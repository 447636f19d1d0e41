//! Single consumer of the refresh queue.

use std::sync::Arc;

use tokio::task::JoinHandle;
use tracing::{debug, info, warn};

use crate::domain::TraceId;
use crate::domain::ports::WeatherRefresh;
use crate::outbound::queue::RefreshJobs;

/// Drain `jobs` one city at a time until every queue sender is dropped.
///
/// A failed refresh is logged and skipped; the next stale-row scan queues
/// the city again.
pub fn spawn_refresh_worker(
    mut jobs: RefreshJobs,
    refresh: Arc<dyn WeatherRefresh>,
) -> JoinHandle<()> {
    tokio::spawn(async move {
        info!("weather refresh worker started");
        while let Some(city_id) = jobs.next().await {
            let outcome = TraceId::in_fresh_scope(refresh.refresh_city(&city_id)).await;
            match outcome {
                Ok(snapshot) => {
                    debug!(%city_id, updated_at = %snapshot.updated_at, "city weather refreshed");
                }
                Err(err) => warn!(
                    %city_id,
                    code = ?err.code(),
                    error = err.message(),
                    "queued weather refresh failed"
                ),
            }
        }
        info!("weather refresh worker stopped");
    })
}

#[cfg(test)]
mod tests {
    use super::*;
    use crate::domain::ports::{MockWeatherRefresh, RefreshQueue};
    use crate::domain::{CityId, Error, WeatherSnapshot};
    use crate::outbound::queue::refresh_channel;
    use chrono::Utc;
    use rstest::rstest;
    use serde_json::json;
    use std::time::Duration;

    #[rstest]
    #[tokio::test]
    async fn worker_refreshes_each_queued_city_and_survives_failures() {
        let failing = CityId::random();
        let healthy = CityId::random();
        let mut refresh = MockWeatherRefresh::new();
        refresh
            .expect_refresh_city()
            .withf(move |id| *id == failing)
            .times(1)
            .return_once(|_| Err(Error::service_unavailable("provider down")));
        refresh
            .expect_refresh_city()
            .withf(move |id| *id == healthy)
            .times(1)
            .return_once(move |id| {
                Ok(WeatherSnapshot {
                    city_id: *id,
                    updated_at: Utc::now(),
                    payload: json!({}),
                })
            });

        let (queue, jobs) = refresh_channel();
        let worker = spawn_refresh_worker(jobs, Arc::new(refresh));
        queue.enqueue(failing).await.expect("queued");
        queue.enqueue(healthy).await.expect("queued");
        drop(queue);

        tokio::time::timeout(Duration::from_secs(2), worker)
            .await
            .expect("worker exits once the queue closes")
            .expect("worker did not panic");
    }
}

------------------------------------------------

→ Task instructions
Everything from the first line of the material through the line containing "while let Some(city_id)" is to be printed exactly; lines after that are to be left out.

→ Result for this task
repository 447636f19d1d0e41
//! Single consumer of the refresh queue.

use std::sync::Arc;

use tokio::task::JoinHandle;
use tracing::{debug, info, warn};

use crate::domain::TraceId;
use crate::domain::ports::WeatherRefresh;
use crate::outbound::queue::RefreshJobs;

/// Drain `jobs` one city at a time until every queue sender is dropped.
///
/// A failed refresh is logged and skipped; the next stale-row scan queues
/// the city again.
pub fn spawn_refresh_worker(
    mut jobs: RefreshJobs,
    refresh: Arc<dyn WeatherRefresh>,
) -> JoinHandle<()> {
    tokio::spawn(async move {
        info!("weather refresh worker started");
        while let Some(city_id) = jobs.next().await {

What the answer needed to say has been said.